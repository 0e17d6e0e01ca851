//! The multilingual-text subsystem: span trees, forms, and multitexts.
//!
//! Layered bottom-up:
//!
//! ```text
//! MultiText   one Form per language tag, order-preserving
//!   ↓
//! Form        a language tag + a span tree + form-level annotations
//!   ↓
//! Span        literal text leaf, or ordered attributed child spans
//! ```
//!
//! Markup and plain renderings are pure functions of the tree; callers that
//! mutate a form after parse recompute them on demand.

mod form;
mod multitext;
mod span;

pub use form::Form;
pub use multitext::MultiText;
pub use span::{DepthFirst, Span, SpanContent};
//! Structural, grammar, and reference-integrity violations must fail the
//! whole load with a typed, descriptive error.

use liftlex::{LiftError, load_bytes};
use rstest::rstest;

fn doc(body: &str) -> String {
    format!(
        "<?xml version=\"1.0\" encoding=\"UTF-8\"?>\n<lift version=\"0.13\">\n{body}\n</lift>\n"
    )
}

#[test]
fn duplicate_entry_id_fails_with_duplicate_error() {
    let input = doc(r#"<entry id="e1"/><entry id="e1"/>"#);
    let err = load_bytes(input.as_bytes()).unwrap_err();
    assert!(matches!(err, LiftError::DuplicateId(_)));
    assert!(err.to_string().contains("Duplicate"));
    assert!(err.to_string().contains("e1"));
}

#[test]
fn duplicate_sense_id_fails_like_entry_ids() {
    let input = doc(
        r#"<entry id="e1"><sense id="s1"/><sense id="s1"/></entry>"#,
    );
    let err = load_bytes(input.as_bytes()).unwrap_err();
    assert!(matches!(err, LiftError::DuplicateId(_)));
}

#[test]
fn duplicate_language_in_one_multitext_fails() {
    let input = doc(
        r#"<entry id="e1">
  <lexical-unit>
    <form lang="en"><text>cat</text></form>
    <form lang="en"><text>feline</text></form>
  </lexical-unit>
</entry>"#,
    );
    let err = load_bytes(input.as_bytes()).unwrap_err();
    assert!(matches!(err, LiftError::DuplicateLanguage { .. }));
}

#[test]
fn duplicate_note_type_fails() {
    let input = doc(
        r#"<entry id="e1">
  <note type="usage"><form lang="en"><text>a</text></form></note>
  <note type="usage"><form lang="en"><text>b</text></form></note>
</entry>"#,
    );
    let err = load_bytes(input.as_bytes()).unwrap_err();
    assert!(matches!(err, LiftError::DuplicateType { .. }));
}

#[test]
fn duplicate_field_name_fails() {
    let input = doc(
        r#"<entry id="e1">
  <field name="summary"><form lang="en"><text>a</text></form></field>
  <field name="summary"><form lang="en"><text>b</text></form></field>
</entry>"#,
    );
    let err = load_bytes(input.as_bytes()).unwrap_err();
    assert!(matches!(err, LiftError::DuplicateType { .. }));
    assert!(err.to_string().contains("summary"));
}

#[test]
fn duplicate_translation_type_fails() {
    let input = doc(
        r#"<entry id="e1"><sense>
  <example>
    <form lang="seh"><text>x</text></form>
    <translation><form lang="en"><text>a</text></form></translation>
    <translation><form lang="en"><text>b</text></form></translation>
  </example>
</sense></entry>"#,
    );
    let err = load_bytes(input.as_bytes()).unwrap_err();
    assert!(matches!(err, LiftError::DuplicateType { .. }));
}

#[test]
fn unresolved_variant_ref_fails_at_finalize() {
    let input = doc(r#"<entry id="e1"><variant ref="nowhere"/></entry>"#);
    let err = load_bytes(input.as_bytes()).unwrap_err();
    match err {
        LiftError::UnresolvedReference { refid, .. } => assert_eq!(refid, "nowhere"),
        other => panic!("expected UnresolvedReference, got {other}"),
    }
}

#[test]
fn unresolved_relation_ref_fails_at_finalize() {
    let input = doc(
        r#"<entry id="e1"><sense><relation type="synonym" ref="ghost"/></sense></entry>"#,
    );
    let err = load_bytes(input.as_bytes()).unwrap_err();
    assert!(matches!(err, LiftError::UnresolvedReference { .. }));
}

#[test]
fn forward_and_backward_references_resolve() {
    let input = doc(
        r#"<entry id="a"><relation type="see" ref="b"/></entry>
<entry id="b"><variant ref="a"/></entry>"#,
    );
    assert!(load_bytes(input.as_bytes()).is_ok());
}

#[rstest]
#[case::relation_type(r#"<entry id="e1"><relation ref="e1"/></entry>"#)]
#[case::etymology_type(r#"<entry id="e1"><etymology source="latin"/></entry>"#)]
#[case::etymology_source(r#"<entry id="e1"><etymology type="borrowed"/></entry>"#)]
#[case::trait_value(r#"<entry id="e1"><trait name="morph-type"/></entry>"#)]
#[case::annotation_name(r#"<entry id="e1"><annotation value="x"/></entry>"#)]
#[case::media_href(r#"<entry id="e1"><pronunciation><media/></pronunciation></entry>"#)]
fn missing_required_attribute_fails(#[case] body: &str) {
    let input = doc(body);
    let err = load_bytes(input.as_bytes()).unwrap_err();
    assert!(matches!(err, LiftError::Missing { .. }), "got {err}");
}

#[rstest]
#[case::etymology_in_sense(
    r#"<entry id="e1"><sense><etymology type="t" source="s"/></sense></entry>"#,
    "etymology"
)]
#[case::relation_in_example(
    r#"<entry id="e1"><sense><example><relation type="syn"/></example></sense></entry>"#,
    "relation"
)]
#[case::sense_in_header(r#"<header><sense/></header>"#, "sense")]
#[case::unknown_element(r#"<entry id="e1"><wibble/></entry>"#, "wibble")]
fn element_in_unsupported_context_fails(#[case] body: &str, #[case] tag: &str) {
    let input = doc(body);
    let err = load_bytes(input.as_bytes()).unwrap_err();
    match err {
        LiftError::UnexpectedElement { tag: t, context } => {
            assert_eq!(t, tag);
            assert!(!context.is_empty());
        }
        other => panic!("expected UnexpectedElement, got {other}"),
    }
}

#[test]
fn error_names_the_offending_tag_and_parent() {
    let input = doc(r#"<entry id="cat_1"><sense><variant/></sense></entry>"#);
    let err = load_bytes(input.as_bytes()).unwrap_err();
    let message = err.to_string();
    assert!(message.contains("<variant>"));
    assert!(message.contains("sense"));
}

#[test]
fn truncated_document_fails() {
    let input = r#"<?xml version="1.0"?><lift version="0.13"><entry id="e1">"#;
    assert!(load_bytes(input.as_bytes()).is_err());
}

#[test]
fn non_xml_input_fails() {
    assert!(load_bytes(b"not xml at all").is_err());
}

■ Assignment: Begin with the top line of the material and go as far as the line with "use rstest::rstest;". Set down those lines exactly, both ends included, and nothing more.

■ Output for this task:
repository 0e17d6e0e01ca851
//! The multilingual-text subsystem: span trees, forms, and multitexts.
//!
//! Layered bottom-up:
//!
//! ```text
//! MultiText   one Form per language tag, order-preserving
//!   ↓
//! Form        a language tag + a span tree + form-level annotations
//!   ↓
//! Span        literal text leaf, or ordered attributed child spans
//! ```
//!
//! Markup and plain renderings are pure functions of the tree; callers that
//! mutate a form after parse recompute them on demand.

mod form;
mod multitext;
mod span;

pub use form::Form;
pub use multitext::MultiText;
pub use span::{DepthFirst, Span, SpanContent};
//! Structural, grammar, and reference-integrity violations must fail the
//! whole load with a typed, descriptive error.

use liftlex::{LiftError, load_bytes};
use rstest::rstest;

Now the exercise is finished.